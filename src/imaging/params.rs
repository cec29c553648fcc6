//! Parameter types for image operations.
//!
//! These structs describe *what* the pipeline does, not *how*. They are the
//! interface between configuration (which decides the constants) and the
//! [`pipeline`](super::pipeline) (which does the pixel work).
//!
//! ## Types
//!
//! - [`Quality`]: JPEG encoding quality (1–100, default 92). Clamped on construction.
//! - [`Sharpening`]: Unsharp-mask parameters (radius, percent, threshold).
//! - [`PipelineParams`]: Every constant of the derivation: margin, target size,
//!   zoom factor, both sharpening passes, contrast and quality.

use serde::{Deserialize, Serialize};

/// Quality setting for lossy image encoding (1-100).
#[derive(Debug, Clone, Copy, PartialEq, Eq)]
pub struct Quality(pub u32);

impl Quality {
    pub fn new(value: u32) -> Self {
        Self(value.clamp(1, 100))
    }

    pub fn value(self) -> u32 {
        self.0
    }

    /// Quality as the encoder's byte-sized setting.
    pub fn as_u8(self) -> u8 {
        self.0.clamp(1, 100) as u8
    }
}

impl Default for Quality {
    fn default() -> Self {
        Self(92)
    }
}

/// Sharpening parameters for unsharp mask.
///
/// - `radius`: Standard deviation of the Gaussian blur, in pixels
/// - `percent`: How much of the difference to add back (100 = 1×)
/// - `threshold`: Minimum per-channel difference to sharpen (0 = sharpen all pixels)
#[derive(Debug, Clone, Copy, PartialEq, Serialize, Deserialize)]
#[serde(deny_unknown_fields)]
pub struct Sharpening {
    pub radius: f32,
    pub percent: u32,
    pub threshold: u8,
}

impl Sharpening {
    /// Clarity pass for the full-frame primary image.
    pub fn primary() -> Self {
        Self {
            radius: 1.2,
            percent: 140,
            threshold: 3,
        }
    }

    /// Softer pass for the zoom image, which has already been sharpened once.
    pub fn zoom() -> Self {
        Self {
            radius: 1.0,
            percent: 120,
            threshold: 3,
        }
    }
}

/// All constants of the two-stage derivation.
#[derive(Debug, Clone, PartialEq)]
pub struct PipelineParams {
    /// Side of both square outputs, in pixels.
    pub target_size: u32,
    /// Fraction of the short edge trimmed from every side of the raw tile.
    pub margin_fraction: f64,
    /// Zoom image = centered crop of side `target_size / zoom_factor`. Must be > 1.
    pub zoom_factor: f64,
    pub primary_sharpening: Sharpening,
    pub zoom_sharpening: Sharpening,
    /// Contrast multiplier applied after each sharpening pass (1.0 = unchanged).
    pub contrast: f32,
    pub quality: Quality,
}

impl Default for PipelineParams {
    fn default() -> Self {
        Self {
            target_size: 2048,
            margin_fraction: 0.04,
            zoom_factor: 1.35,
            primary_sharpening: Sharpening::primary(),
            zoom_sharpening: Sharpening::zoom(),
            contrast: 1.05,
            quality: Quality::default(),
        }
    }
}

#[cfg(test)]
mod tests {
    use super::*;

    #[test]
    fn quality_clamps_to_valid_range() {
        assert_eq!(Quality::new(0).value(), 1);
        assert_eq!(Quality::new(50).value(), 50);
        assert_eq!(Quality::new(150).value(), 100);
    }

    #[test]
    fn quality_default_is_92() {
        assert_eq!(Quality::default().value(), 92);
        assert_eq!(Quality::default().as_u8(), 92);
    }

    #[test]
    fn zoom_sharpening_is_gentler() {
        let primary = Sharpening::primary();
        let zoom = Sharpening::zoom();
        assert!(zoom.radius < primary.radius);
        assert!(zoom.percent < primary.percent);
        assert_eq!(zoom.threshold, primary.threshold);
    }

    #[test]
    fn default_params_match_posting_setup() {
        let params = PipelineParams::default();
        assert_eq!(params.target_size, 2048);
        assert_eq!(params.margin_fraction, 0.04);
        assert_eq!(params.zoom_factor, 1.35);
        assert_eq!(params.contrast, 1.05);
    }
}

────────────────────────────────────────

**WHAT THE TASK ASKS:** Exactly as it stands, output the whole listing.

**RESPONSE BOX:**
filename src/imaging/params.rs
repository cec29c553648fcc6
//! Parameter types for image operations.
//!
//! These structs describe *what* the pipeline does, not *how*. They are the
//! interface between configuration (which decides the constants) and the
//! [`pipeline`](super::pipeline) (which does the pixel work).
//!
//! ## Types
//!
//! - [`Quality`]: JPEG encoding quality (1–100, default 92). Clamped on construction.
//! - [`Sharpening`]: Unsharp-mask parameters (radius, percent, threshold).
//! - [`PipelineParams`]: Every constant of the derivation: margin, target size,
//!   zoom factor, both sharpening passes, contrast and quality.

use serde::{Deserialize, Serialize};

/// Quality setting for lossy image encoding (1-100).
#[derive(Debug, Clone, Copy, PartialEq, Eq)]
pub struct Quality(pub u32);

impl Quality {
    pub fn new(value: u32) -> Self {
        Self(value.clamp(1, 100))
    }

    pub fn value(self) -> u32 {
        self.0
    }

    /// Quality as the encoder's byte-sized setting.
    pub fn as_u8(self) -> u8 {
        self.0.clamp(1, 100) as u8
    }
}

impl Default for Quality {
    fn default() -> Self {
        Self(92)
    }
}

/// Sharpening parameters for unsharp mask.
///
/// - `radius`: Standard deviation of the Gaussian blur, in pixels
/// - `percent`: How much of the difference to add back (100 = 1×)
/// - `threshold`: Minimum per-channel difference to sharpen (0 = sharpen all pixels)
#[derive(Debug, Clone, Copy, PartialEq, Serialize, Deserialize)]
#[serde(deny_unknown_fields)]
pub struct Sharpening {
    pub radius: f32,
    pub percent: u32,
    pub threshold: u8,
}

impl Sharpening {
    /// Clarity pass for the full-frame primary image.
    pub fn primary() -> Self {
        Self {
            radius: 1.2,
            percent: 140,
            threshold: 3,
        }
    }

    /// Softer pass for the zoom image, which has already been sharpened once.
    pub fn zoom() -> Self {
        Self {
            radius: 1.0,
            percent: 120,
            threshold: 3,
        }
    }
}

/// All constants of the two-stage derivation.
#[derive(Debug, Clone, PartialEq)]
pub struct PipelineParams {
    /// Side of both square outputs, in pixels.
    pub target_size: u32,
    /// Fraction of the short edge trimmed from every side of the raw tile.
    pub margin_fraction: f64,
    /// Zoom image = centered crop of side `target_size / zoom_factor`. Must be > 1.
    pub zoom_factor: f64,
    pub primary_sharpening: Sharpening,
    pub zoom_sharpening: Sharpening,
    /// Contrast multiplier applied after each sharpening pass (1.0 = unchanged).
    pub contrast: f32,
    pub quality: Quality,
}

impl Default for PipelineParams {
    fn default() -> Self {
        Self {
            target_size: 2048,
            margin_fraction: 0.04,
            zoom_factor: 1.35,
            primary_sharpening: Sharpening::primary(),
            zoom_sharpening: Sharpening::zoom(),
            contrast: 1.05,
            quality: Quality::default(),
        }
    }
}

#[cfg(test)]
mod tests {
    use super::*;

    #[test]
    fn quality_clamps_to_valid_range() {
        assert_eq!(Quality::new(0).value(), 1);
        assert_eq!(Quality::new(50).value(), 50);
        assert_eq!(Quality::new(150).value(), 100);
    }

    #[test]
    fn quality_default_is_92() {
        assert_eq!(Quality::default().value(), 92);
        assert_eq!(Quality::default().as_u8(), 92);
    }

    #[test]
    fn zoom_sharpening_is_gentler() {
        let primary = Sharpening::primary();
        let zoom = Sharpening::zoom();
        assert!(zoom.radius < primary.radius);
        assert!(zoom.percent < primary.percent);
        assert_eq!(zoom.threshold, primary.threshold);
    }

    #[test]
    fn default_params_match_posting_setup() {
        let params = PipelineParams::default();
        assert_eq!(params.target_size, 2048);
        assert_eq!(params.margin_fraction, 0.04);
        assert_eq!(params.zoom_factor, 1.35);
        assert_eq!(params.contrast, 1.05);
    }
}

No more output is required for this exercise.